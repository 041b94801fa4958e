use crate::infra::build_analysis_service;
use clap::Args;
use parcel_ai::config::AppConfig;
use parcel_ai::error::AppError;
use parcel_ai::telemetry::{self, LogTarget};
use parcel_ai::workflows::development::{AnalysisRequest, ComprehensiveReport, Coordinates};
use std::path::PathBuf;

#[derive(Args, Debug, Default)]
pub(crate) struct AnalyzeArgs {
    /// Civic address of the parcel
    #[arg(long)]
    pub(crate) address: String,
    /// Municipality the parcel sits in
    #[arg(long)]
    pub(crate) municipality: String,
    /// Lot size in square feet (looked up or defaulted when omitted)
    #[arg(long)]
    pub(crate) lot_size: Option<f64>,
    /// Current zoning code, e.g. RS-1
    #[arg(long)]
    pub(crate) zoning: Option<String>,
    /// Assessed value in dollars
    #[arg(long)]
    pub(crate) assessed_value: Option<f64>,
    /// Parcel latitude, enables measured transit distances
    #[arg(long, requires = "lon", allow_hyphen_values = true)]
    pub(crate) lat: Option<f64>,
    /// Parcel longitude
    #[arg(long, requires = "lat", allow_hyphen_values = true)]
    pub(crate) lon: Option<f64>,
    /// Assessment roll CSV export used as the property data source
    #[arg(long)]
    pub(crate) assessment_csv: Option<PathBuf>,
    /// Print the full report as JSON instead of a summary
    #[arg(long)]
    pub(crate) json: bool,
}

impl AnalyzeArgs {
    fn request(&self) -> AnalysisRequest {
        let coordinates = match (self.lat, self.lon) {
            (Some(latitude), Some(longitude)) => Some(Coordinates {
                latitude,
                longitude,
            }),
            _ => None,
        };

        AnalysisRequest {
            address: self.address.clone(),
            municipality: self.municipality.clone(),
            lot_size_sqft: self.lot_size,
            zoning: self.zoning.clone(),
            assessed_value: self.assessed_value,
            coordinates,
        }
    }
}

pub(crate) async fn run_analysis(args: AnalyzeArgs) -> Result<(), AppError> {
    let mut config = AppConfig::load()?;
    telemetry::init_for(&config.telemetry, LogTarget::Cli)?;

    if let Some(path) = args.assessment_csv.clone() {
        config.engine.assessment_csv = Some(path);
    }

    let service = build_analysis_service(&config.engine)?;
    let report = service.analyze(args.request()).await?;

    if args.json {
        let rendered = serde_json::to_string_pretty(&report)
            .map_err(|err| std::io::Error::new(std::io::ErrorKind::InvalidData, err))?;
        println!("{rendered}");
    } else {
        print!("{}", render_summary(&report));
    }

    Ok(())
}

pub(crate) fn render_summary(report: &ComprehensiveReport) -> String {
    let plan = &report.plan;
    let mut out = String::new();

    out.push_str(&format!(
        "Parcel: {}, {}\n",
        plan.parcel.address, plan.parcel.municipality
    ));
    out.push_str(&format!(
        "Lot: {:.0} sq ft ({:.1} m2), zoning {}, assessed ${:.0}\n",
        plan.parcel.lot_area_sqft,
        plan.parcel.lot_area_m2(),
        plan.parcel.zoning,
        plan.parcel.assessed_value
    ));
    out.push_str(&format!(
        "Transit: {} (score {})\n",
        plan.transit.service_level.label(),
        plan.metrics.transit_score
    ));

    out.push_str("\nAllowances\n");
    for allowance in [
        &plan.allowances.current,
        &plan.allowances.ssmuh,
        &plan.allowances.tod,
    ] {
        out.push_str(&format!(
            "- {}: {} units, {} storeys, FSR {:.2}{}\n",
            allowance.pathway.label(),
            allowance.units,
            allowance.storeys,
            allowance.fsr,
            if allowance.eligible { "" } else { " (not eligible)" }
        ));
    }
    out.push_str(&format!(
        "Maximum potential: {}\n",
        plan.allowances.maximum_potential.pathway.label()
    ));

    out.push_str("\nScenarios\n");
    for (scenario, score) in plan.scenarios.iter().zip(&plan.scores) {
        out.push_str(&format!(
            "- {}: {} units, ROI {:.1}%, score {:.3}\n",
            scenario.name, scenario.total_units, scenario.financials.roi_pct, score.total
        ));
    }

    let recommended = report.recommended();
    out.push_str(&format!(
        "\nRecommended: {} ({} units, {} storeys, {})\n",
        recommended.name,
        recommended.total_units,
        recommended.storeys,
        recommended.construction_type.label()
    ));
    out.push_str(&format!(
        "Project cost ${:.0}, revenue ${:.0}, net profit ${:.0}\n",
        recommended.financials.total_project_cost,
        recommended.financials.revenue,
        recommended.financials.net_profit
    ));

    if !plan.municipal_requirements.is_empty() {
        out.push_str("\nMunicipal requirements\n");
        for requirement in &plan.municipal_requirements {
            out.push_str(&format!("- {requirement}\n"));
        }
    }

    if !report.applied_defaults.is_empty() {
        out.push_str("\nDefaults applied\n");
        for applied in &report.applied_defaults {
            out.push_str(&format!(
                "- {} = {} ({})\n",
                applied.field, applied.value, applied.reason
            ));
        }
    }

    out
}

#[cfg(test)]
mod tests {
    use super::*;
    use parcel_ai::config::EngineConfig;

    #[test]
    fn coordinates_require_both_axes() {
        let args = AnalyzeArgs {
            address: "1021 Oliver St".to_string(),
            municipality: "Victoria".to_string(),
            lat: Some(48.42),
            ..AnalyzeArgs::default()
        };
        assert!(args.request().coordinates.is_none());

        let args = AnalyzeArgs {
            lon: Some(-123.35),
            ..args
        };
        assert_eq!(
            args.request().coordinates,
            Some(Coordinates {
                latitude: 48.42,
                longitude: -123.35
            })
        );
    }

    #[tokio::test]
    async fn summary_lists_recommendation_and_defaults() {
        let service = build_analysis_service(&EngineConfig::default()).expect("service builds");
        let args = AnalyzeArgs {
            address: "1021 Oliver St".to_string(),
            municipality: "Victoria".to_string(),
            lot_size: Some(6_820.0),
            ..AnalyzeArgs::default()
        };

        let report = service.analyze(args.request()).await.expect("analysis succeeds");
        let summary = render_summary(&report);

        assert!(summary.contains("Parcel: 1021 Oliver St, Victoria"));
        assert!(summary.contains("- SSMUH: 6 units"));
        assert!(summary.contains("Recommended: "));
        assert!(summary.contains("Defaults applied"));
        assert!(summary.contains("zoning = RS-1"));
    }
}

# EXERCISE DETAILS
Output all of the entries without altering a single word.

# WRITTEN RESPONSE
repository 041b94801fa4958e
use crate::infra::build_analysis_service;
use clap::Args;
use parcel_ai::config::AppConfig;
use parcel_ai::error::AppError;
use parcel_ai::telemetry::{self, LogTarget};
use parcel_ai::workflows::development::{AnalysisRequest, ComprehensiveReport, Coordinates};
use std::path::PathBuf;

#[derive(Args, Debug, Default)]
pub(crate) struct AnalyzeArgs {
    /// Civic address of the parcel
    #[arg(long)]
    pub(crate) address: String,
    /// Municipality the parcel sits in
    #[arg(long)]
    pub(crate) municipality: String,
    /// Lot size in square feet (looked up or defaulted when omitted)
    #[arg(long)]
    pub(crate) lot_size: Option<f64>,
    /// Current zoning code, e.g. RS-1
    #[arg(long)]
    pub(crate) zoning: Option<String>,
    /// Assessed value in dollars
    #[arg(long)]
    pub(crate) assessed_value: Option<f64>,
    /// Parcel latitude, enables measured transit distances
    #[arg(long, requires = "lon", allow_hyphen_values = true)]
    pub(crate) lat: Option<f64>,
    /// Parcel longitude
    #[arg(long, requires = "lat", allow_hyphen_values = true)]
    pub(crate) lon: Option<f64>,
    /// Assessment roll CSV export used as the property data source
    #[arg(long)]
    pub(crate) assessment_csv: Option<PathBuf>,
    /// Print the full report as JSON instead of a summary
    #[arg(long)]
    pub(crate) json: bool,
}

impl AnalyzeArgs {
    fn request(&self) -> AnalysisRequest {
        let coordinates = match (self.lat, self.lon) {
            (Some(latitude), Some(longitude)) => Some(Coordinates {
                latitude,
                longitude,
            }),
            _ => None,
        };

        AnalysisRequest {
            address: self.address.clone(),
            municipality: self.municipality.clone(),
            lot_size_sqft: self.lot_size,
            zoning: self.zoning.clone(),
            assessed_value: self.assessed_value,
            coordinates,
        }
    }
}

pub(crate) async fn run_analysis(args: AnalyzeArgs) -> Result<(), AppError> {
    let mut config = AppConfig::load()?;
    telemetry::init_for(&config.telemetry, LogTarget::Cli)?;

    if let Some(path) = args.assessment_csv.clone() {
        config.engine.assessment_csv = Some(path);
    }

    let service = build_analysis_service(&config.engine)?;
    let report = service.analyze(args.request()).await?;

    if args.json {
        let rendered = serde_json::to_string_pretty(&report)
            .map_err(|err| std::io::Error::new(std::io::ErrorKind::InvalidData, err))?;
        println!("{rendered}");
    } else {
        print!("{}", render_summary(&report));
    }

    Ok(())
}

pub(crate) fn render_summary(report: &ComprehensiveReport) -> String {
    let plan = &report.plan;
    let mut out = String::new();

    out.push_str(&format!(
        "Parcel: {}, {}\n",
        plan.parcel.address, plan.parcel.municipality
    ));
    out.push_str(&format!(
        "Lot: {:.0} sq ft ({:.1} m2), zoning {}, assessed ${:.0}\n",
        plan.parcel.lot_area_sqft,
        plan.parcel.lot_area_m2(),
        plan.parcel.zoning,
        plan.parcel.assessed_value
    ));
    out.push_str(&format!(
        "Transit: {} (score {})\n",
        plan.transit.service_level.label(),
        plan.metrics.transit_score
    ));

    out.push_str("\nAllowances\n");
    for allowance in [
        &plan.allowances.current,
        &plan.allowances.ssmuh,
        &plan.allowances.tod,
    ] {
        out.push_str(&format!(
            "- {}: {} units, {} storeys, FSR {:.2}{}\n",
            allowance.pathway.label(),
            allowance.units,
            allowance.storeys,
            allowance.fsr,
            if allowance.eligible { "" } else { " (not eligible)" }
        ));
    }
    out.push_str(&format!(
        "Maximum potential: {}\n",
        plan.allowances.maximum_potential.pathway.label()
    ));

    out.push_str("\nScenarios\n");
    for (scenario, score) in plan.scenarios.iter().zip(&plan.scores) {
        out.push_str(&format!(
            "- {}: {} units, ROI {:.1}%, score {:.3}\n",
            scenario.name, scenario.total_units, scenario.financials.roi_pct, score.total
        ));
    }

    let recommended = report.recommended();
    out.push_str(&format!(
        "\nRecommended: {} ({} units, {} storeys, {})\n",
        recommended.name,
        recommended.total_units,
        recommended.storeys,
        recommended.construction_type.label()
    ));
    out.push_str(&format!(
        "Project cost ${:.0}, revenue ${:.0}, net profit ${:.0}\n",
        recommended.financials.total_project_cost,
        recommended.financials.revenue,
        recommended.financials.net_profit
    ));

    if !plan.municipal_requirements.is_empty() {
        out.push_str("\nMunicipal requirements\n");
        for requirement in &plan.municipal_requirements {
            out.push_str(&format!("- {requirement}\n"));
        }
    }

    if !report.applied_defaults.is_empty() {
        out.push_str("\nDefaults applied\n");
        for applied in &report.applied_defaults {
            out.push_str(&format!(
                "- {} = {} ({})\n",
                applied.field, applied.value, applied.reason
            ));
        }
    }

    out
}

#[cfg(test)]
mod tests {
    use super::*;
    use parcel_ai::config::EngineConfig;

    #[test]
    fn coordinates_require_both_axes() {
        let args = AnalyzeArgs {
            address: "1021 Oliver St".to_string(),
            municipality: "Victoria".to_string(),
            lat: Some(48.42),
            ..AnalyzeArgs::default()
        };
        assert!(args.request().coordinates.is_none());

        let args = AnalyzeArgs {
            lon: Some(-123.35),
            ..args
        };
        assert_eq!(
            args.request().coordinates,
            Some(Coordinates {
                latitude: 48.42,
                longitude: -123.35
            })
        );
    }

    #[tokio::test]
    async fn summary_lists_recommendation_and_defaults() {
        let service = build_analysis_service(&EngineConfig::default()).expect("service builds");
        let args = AnalyzeArgs {
            address: "1021 Oliver St".to_string(),
            municipality: "Victoria".to_string(),
            lot_size: Some(6_820.0),
            ..AnalyzeArgs::default()
        };

        let report = service.analyze(args.request()).await.expect("analysis succeeds");
        let summary = render_summary(&report);

        assert!(summary.contains("Parcel: 1021 Oliver St, Victoria"));
        assert!(summary.contains("- SSMUH: 6 units"));
        assert!(summary.contains("Recommended: "));
        assert!(summary.contains("Defaults applied"));
        assert!(summary.contains("zoning = RS-1"));
    }
}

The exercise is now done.